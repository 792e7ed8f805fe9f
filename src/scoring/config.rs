use serde::{Deserialize, Serialize};
use std::fmt;

use super::strategy::{CosineScorer, Scorer, WeightedScorer};

/// Which similarity measure compares a trait vector with career weights.
#[derive(Debug, Clone, Copy, PartialEq, Eq, Default, Deserialize, Serialize, clap::ValueEnum)]
#[serde(rename_all = "lowercase")]
pub enum ScoringMode {
    /// Dot product of traits and weights
    #[default]
    Weighted,
    /// Cosine similarity of traits and weights
    Cosine,
}

impl ScoringMode {
    /// Resolve the scorer once per run; every career is scored with the same one.
    pub fn scorer(self) -> &'static dyn Scorer {
        match self {
            ScoringMode::Weighted => &WeightedScorer,
            ScoringMode::Cosine => &CosineScorer,
        }
    }

    pub fn as_str(self) -> &'static str {
        match self {
            ScoringMode::Weighted => "weighted",
            ScoringMode::Cosine => "cosine",
        }
    }
}

impl fmt::Display for ScoringMode {
    fn fmt(&self, f: &mut fmt::Formatter<'_>) -> fmt::Result {
        f.write_str(self.as_str())
    }
}

pub const DEFAULT_TOP_K: i64 = 3;

/// Settings the engine needs for one run.
///
/// `top_k` is signed; out-of-range requests are clamped by the ranker.
#[derive(Debug, Clone, Copy, PartialEq)]
pub struct ScoringConfig {
    pub mode: ScoringMode,
    pub top_k: i64,
}

impl Default for ScoringConfig {
    fn default() -> Self {
        Self {
            mode: ScoringMode::Weighted,
            top_k: DEFAULT_TOP_K,
        }
    }
}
-*-*-
EXERCISE BRIEF: Search the listing for "PartialEq" and show every line where it occurs.

SOLUTION FOR THIS EXERCISE:
#[derive(Debug, Clone, Copy, PartialEq, Eq, Default, Deserialize, Serialize, clap::ValueEnum)]
#[derive(Debug, Clone, Copy, PartialEq)]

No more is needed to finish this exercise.